Pour ce qui est de notre texte on peut dire que, se­lon les rédacteurs des Évangiles, Jésus s’exprime avec une telle liberté et une telle autorité qu’il se révèle le médiateur des Écritures. Ce n’est pas un scribe ni un prophète qui les interprète, mais le Christ, qui détient l’autorité pour les accomplir. Exa­minons séparément les récits de Matthieu et de Marc.

   Chez Matthieu, Jésus oppose sa parole à l’obli­gation morale de la Torah : « Il a été dit… mais moi je vous dis » ( Mt 5: 31-32 ). Quel autre « moi » peut s’opposer à la parole fondatrice de la Torah que celui qui est l’égal du « Je » de Dieu, et qui couvre de son autorité celle de Moïse et des prophètes ? C’est à dire le moi du Christ. En effet, pour l’Évan­gile de Matthieu, le Christ est l’accomplissement des Écritures.

   Pour Marc, les dernières paroles de Jésus pro­clament son autorité christique : « Que l’homme ne sépare pas ce que Dieu a uni ». Sans doute, ces paroles pourraient être attribuées à un homme qui ne serait pas nécessairement le Christ, mais selon le contexte de l’Évangile de Marc, quel homme aurait pu rabaisser Moïse au rang d’un quelconque législa­teur et accuser les pères de la tradition judaïque d’élever un privilège à la transcendance d’une Loi divine, sinon le Christ, que Dieu a établi comme l’arbitre des Écritures ?


Cependant, si nous mettons entre parenthèses cette personnalité, nous découvrons que Jésus a une con­naissance des Écritures moins charismatique qu’ana­lytique, qui met en évidence des contradictions qu’il résout par la dialectique. Jésus a mis le texte élohiste en contradiction avec le texte yahviste : il passe sous silence la création d’Adam, et ne conserve de la création que le texte élohiste. Cette critique fait de lui plus un savant qu’un Christ. Selon cette dialectique, Jésus a conclu que Moïse avait accordé aux hommes le droit du divorce par complaisance envers la dureté de leur cœur à l’égard de leurs femmes.

   Au sens explicite de la controverse, on peut dire que Jésus n’a pas contesté l’autorité de Moïse ni celle de la Loi, mais seulement l’excès des hommes qui ont contraint Moïse à leur concéder ce privilège, dont ils ont abusé jusqu’à le considérer comme un droit divin. « Que l’homme ne sépare pas ce que Dieu a uni ».

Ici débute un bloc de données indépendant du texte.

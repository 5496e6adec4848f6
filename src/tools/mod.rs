//! Tool trait and registry
//!
//! Portfolio tools read the data source bound to the current turn
//! (`scope::current_source`); market tools share one `MarketData` client.
//! Every tool returns structured JSON that the registry serializes for the
//! agent runtime.

pub mod market;
pub mod portfolio;
pub mod trade;

use crate::client::MarketData;
use crate::error::OrchestrationError;
use crate::models::ToolInput;
use crate::Result;
use serde::Serialize;
use serde_json::{json, Value};
use std::collections::HashMap;
use std::sync::Arc;
use tracing::{debug, warn};

/// Trait for a single agent-callable tool
#[async_trait::async_trait]
pub trait Tool: Send + Sync {
    fn name(&self) -> &'static str;
    fn description(&self) -> &'static str;
    /// JSON schema of the accepted arguments
    fn parameters(&self) -> Value;
    async fn execute(&self, input: &ToolInput) -> Result<Value>;
}

/// Function declaration handed to the model
#[derive(Debug, Clone, Serialize, PartialEq)]
pub struct ToolDefinition {
    pub name: String,
    pub description: String,
    pub parameters: Value,
}

/// Tool registry for looking up and executing tools
pub struct ToolRegistry {
    tools: HashMap<String, Arc<dyn Tool>>,
}

impl ToolRegistry {
    pub fn new() -> Self {
        Self {
            tools: HashMap::new(),
        }
    }

    pub fn register(&mut self, tool: Arc<dyn Tool>) {
        self.tools.insert(tool.name().to_string(), tool);
    }

    pub fn get(&self, name: &str) -> Option<Arc<dyn Tool>> {
        self.tools.get(name).cloned()
    }

    pub fn list(&self) -> Vec<&str> {
        let mut names: Vec<&str> = self.tools.keys().map(|s| s.as_str()).collect();
        names.sort_unstable();
        names
    }

    pub fn definitions(&self) -> Vec<ToolDefinition> {
        self.list()
            .into_iter()
            .filter_map(|name| self.tools.get(name))
            .map(|tool| ToolDefinition {
                name: tool.name().to_string(),
                description: tool.description().to_string(),
                parameters: tool.parameters(),
            })
            .collect()
    }

    /// Run a tool and render its output for the model.
    ///
    /// Tool failures become an `{"error": ...}` payload the model can read.
    /// Only turn-fatal upstream errors (rate limiting, expired auth) are
    /// returned as `Err`.
    pub async fn execute(&self, name: &str, parameters: Value) -> Result<String> {
        let Some(tool) = self.get(name) else {
            warn!(tool = name, "Model requested unknown tool");
            return Ok(error_payload(format!("Unknown tool: {}", name)));
        };

        let input = ToolInput {
            tool_name: name.to_string(),
            parameters: if parameters.is_null() { json!({}) } else { parameters },
        };

        match tool.execute(&input).await {
            Ok(output) => {
                debug!(tool = name, "Tool executed");
                Ok(serde_json::to_string_pretty(&output)?)
            }
            Err(e) if e.is_turn_fatal() => {
                warn!(tool = name, error = %e, "Tool hit a turn-fatal upstream error");
                Err(e)
            }
            Err(e) => {
                debug!(tool = name, error = %e, "Tool failed");
                Ok(error_payload(e.to_string()))
            }
        }
    }
}

impl Default for ToolRegistry {
    fn default() -> Self {
        Self::new()
    }
}

fn error_payload(message: String) -> String {
    json!({ "error": message }).to_string()
}

//
// ================= Parameter Helpers =================
//

fn ensure_object_parameters(input: &ToolInput) -> Result<()> {
    if input.parameters.is_object() {
        Ok(())
    } else {
        Err(OrchestrationError::InvalidToolInput(
            "tool_input must be a JSON object".to_string(),
        ))
    }
}

pub(crate) fn str_param<'a>(input: &'a ToolInput, key: &str) -> Option<&'a str> {
    input
        .parameters
        .get(key)
        .and_then(Value::as_str)
        .map(str::trim)
        .filter(|s| !s.is_empty())
}

pub(crate) fn require_str<'a>(input: &'a ToolInput, key: &str) -> Result<&'a str> {
    ensure_object_parameters(input)?;
    str_param(input, key).ok_or_else(|| {
        OrchestrationError::InvalidToolInput(format!("Expected '{}' in tool_input", key))
    })
}

/// Numbers may arrive as JSON numbers or numeric strings
pub(crate) fn f64_param(input: &ToolInput, key: &str) -> Option<f64> {
    match input.parameters.get(key)? {
        Value::Number(n) => n.as_f64(),
        Value::String(s) => s.trim().parse().ok(),
        _ => None,
    }
}

pub(crate) fn require_f64(input: &ToolInput, key: &str) -> Result<f64> {
    f64_param(input, key).ok_or_else(|| {
        OrchestrationError::InvalidToolInput(format!("Expected numeric '{}' in tool_input", key))
    })
}

pub(crate) fn bool_param(input: &ToolInput, key: &str) -> bool {
    match input.parameters.get(key) {
        Some(Value::Bool(b)) => *b,
        Some(Value::String(s)) => s.eq_ignore_ascii_case("true"),
        _ => false,
    }
}

//
// ================= Upstream JSON Helpers =================
//

pub(crate) fn num(v: &Value, key: &str) -> f64 {
    v.get(key).and_then(Value::as_f64).unwrap_or(0.0)
}

/// Pass an upstream number through unchanged, defaulting to 0
pub(crate) fn raw(v: &Value, key: &str) -> Value {
    v.get(key).filter(|x| !x.is_null()).cloned().unwrap_or(json!(0))
}

pub(crate) fn text(v: &Value, key: &str) -> String {
    v.get(key).and_then(Value::as_str).unwrap_or_default().to_string()
}

pub(crate) fn round2(v: f64) -> f64 {
    (v * 100.0).round() / 100.0
}

/// Upstream ratios (0.125) to display percentages (12.5)
pub(crate) fn pct(v: &Value, key: &str) -> f64 {
    round2(num(v, key) * 100.0)
}

/// Items of a field that may be a list or an object keyed by id
pub(crate) fn items(v: &Value, key: &str) -> Vec<Value> {
    let field = if key.is_empty() { Some(v) } else { v.get(key) };
    match field {
        Some(Value::Array(list)) => list.clone(),
        Some(Value::Object(map)) => map.values().cloned().collect(),
        _ => Vec::new(),
    }
}

pub(crate) fn direction(change: f64) -> &'static str {
    if change > 0.0 {
        "up"
    } else if change < 0.0 {
        "down"
    } else {
        "flat"
    }
}

/// Create the registry with every portfolio, trade and market tool.
pub fn create_default_registry(market: Arc<dyn MarketData>) -> ToolRegistry {
    let mut registry = ToolRegistry::new();

    registry.register(Arc::new(portfolio::PortfolioSummaryTool));
    registry.register(Arc::new(portfolio::PortfolioPerformanceTool));
    registry.register(Arc::new(portfolio::HoldingDetailTool));
    registry.register(Arc::new(portfolio::TransactionsTool));
    registry.register(Arc::new(portfolio::DividendHistoryTool));
    registry.register(Arc::new(portfolio::SymbolSearchTool));
    registry.register(Arc::new(portfolio::MarketSentimentTool));
    registry.register(Arc::new(trade::AddTradeTool));

    registry.register(Arc::new(market::StockPriceTool::new(market.clone())));
    registry.register(Arc::new(market::StockTrendTool::new(market.clone())));
    registry.register(Arc::new(market::SectorPerformanceTool::new(market.clone())));
    registry.register(Arc::new(market::StockVolumeTool::new(market)));

    registry
}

   Cet homme n’est pas seulement le Juif qui se sépare de sa femme, mais également Moïse qui, par ce privilège, a subordonné la Loi du commencement à celle du Sinaï. Cet homme est encore Adam qui, selon le texte, se fait auteur de l’institution du mariage : « C’est pourquoi l’homme ( isch ) quit­tera son père et sa mère et s’attachera à sa femme et ils deviendront une seul chair » ( Gn 2:24 ), alors que, selon la source élohiste, Dieu a prononcé ces paroles au moment où il a créé l’homme, mâle et femelle. En réalité, Jésus remet en question la Loi et les hommes de la Loi.

   Pourtant cette exégèse, qui constitue le fondement de la critique, n’est pas évoquée dans le discours ; elle demeure refoulée au niveau du non-dit. Ce refoulement présume que les rédacteurs des Évan­giles ont voulu représenter Jésus non comme un Rabbi qui connaît les Écritures par l’étude, mais comme le Christ, qui les révèle comme parole de Dieu.

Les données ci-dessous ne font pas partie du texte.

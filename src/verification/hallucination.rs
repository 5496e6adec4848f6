//! Hallucination detection
//!
//! Flags ticker-like symbols the answer mentions but no tool returned, when
//! the surrounding text treats them as an instrument.

use lazy_static::lazy_static;
use regex::Regex;
use serde::{Deserialize, Serialize};
use std::collections::{BTreeSet, HashSet};

lazy_static! {
    static ref TICKER_RE: Regex = Regex::new(r"\b[A-Z]{1,5}\b").unwrap();
}

/// Uppercase words that are never treated as tickers
pub const IGNORE_WORDS: &[&str] = &[
    "USD", "EUR", "GBP", "ETF", "CEO", "IPO", "GDP", "YTD", "BUY", "SELL",
    "THE", "AND", "FOR", "NOT", "BUT", "ARE", "ALL", "CAN", "HAS", "HER",
    "ONE", "OUR", "OUT", "YOU", "DAY", "GET", "HIS", "HOW", "ITS", "MAY",
    "NEW", "NOW", "OLD", "SEE", "WAY", "WHO", "DID", "TOP", "FEE",
];

/// Words that mark the preceding symbol as an instrument
const INSTRUMENT_CONTEXT: &str = "stock|shares|holding|position|etf|fund";

#[derive(Debug, Clone, Serialize, Deserialize, PartialEq)]
pub struct HallucinationResult {
    pub detected: bool,
    pub unknown_tickers: Vec<String>,
}

fn ticker_set(text: &str) -> HashSet<&str> {
    TICKER_RE
        .find_iter(text)
        .map(|m| m.as_str())
        .filter(|t| !IGNORE_WORDS.contains(t))
        .collect()
}

fn used_as_instrument(ticker: &str, response: &str) -> bool {
    let t = regex::escape(ticker);
    let pattern = format!(r"(?i)(\$\s*{t}|{t}\s+(?:{ctx}))", t = t, ctx = INSTRUMENT_CONTEXT);
    Regex::new(&pattern)
        .map(|re| re.is_match(response))
        .unwrap_or(false)
}

pub fn check_hallucination(response: &str, tool_outputs: &[String]) -> HallucinationResult {
    let tool_data = tool_outputs.join(" ");
    let known = ticker_set(&tool_data);

    let unknown_tickers: Vec<String> = ticker_set(response)
        .into_iter()
        .filter(|t| !known.contains(t))
        .filter(|t| used_as_instrument(t, response))
        .map(str::to_string)
        .collect::<BTreeSet<_>>()
        .into_iter()
        .collect();

    HallucinationResult {
        detected: !unknown_tickers.is_empty(),
        unknown_tickers,
    }
}

#[cfg(test)]
mod tests {
    use super::*;

    fn outputs() -> Vec<String> {
        vec![r#"{"top_holdings": [{"symbol": "VOO"}, {"symbol": "AAPL"}]}"#.to_string()]
    }

    #[test]
    fn test_known_tickers_pass() {
        let result = check_hallucination("You hold VOO shares and AAPL stock.", &outputs());
        assert!(!result.detected);
        assert!(result.unknown_tickers.is_empty());
    }

    #[test]
    fn test_unknown_ticker_in_instrument_context_is_flagged() {
        let result = check_hallucination(
            "Your TSLA position is large and $NVDA is up.",
            &outputs(),
        );
        assert!(result.detected);
        assert_eq!(result.unknown_tickers, vec!["NVDA".to_string(), "TSLA".to_string()]);
    }

    #[test]
    fn test_context_match_is_case_insensitive() {
        let result = check_hallucination("Consider QQQ Fund exposure", &outputs());
        assert_eq!(result.unknown_tickers, vec!["QQQ".to_string()]);
    }

    #[test]
    fn test_unknown_token_without_context_is_ignored() {
        let result = check_hallucination("The SEC filed a report about NASA.", &outputs());
        assert!(!result.detected);
    }

    #[test]
    fn test_stop_words_are_ignored() {
        let result = check_hallucination("USD shares and ETF holding", &[]);
        assert!(!result.detected);
    }
}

En bref, l’analyse archéologique des textes nous au­torise à attribuer cette critique à Jésus, même si elle est présentée comme celle du Christ. Pour consi­dérer une doctrine du mariage et du divorce fondée sur le « Christ de la foi », il faudra nous en remettre à Paul (Ep 5:21-33 ; 1 Co 7:10-16 ).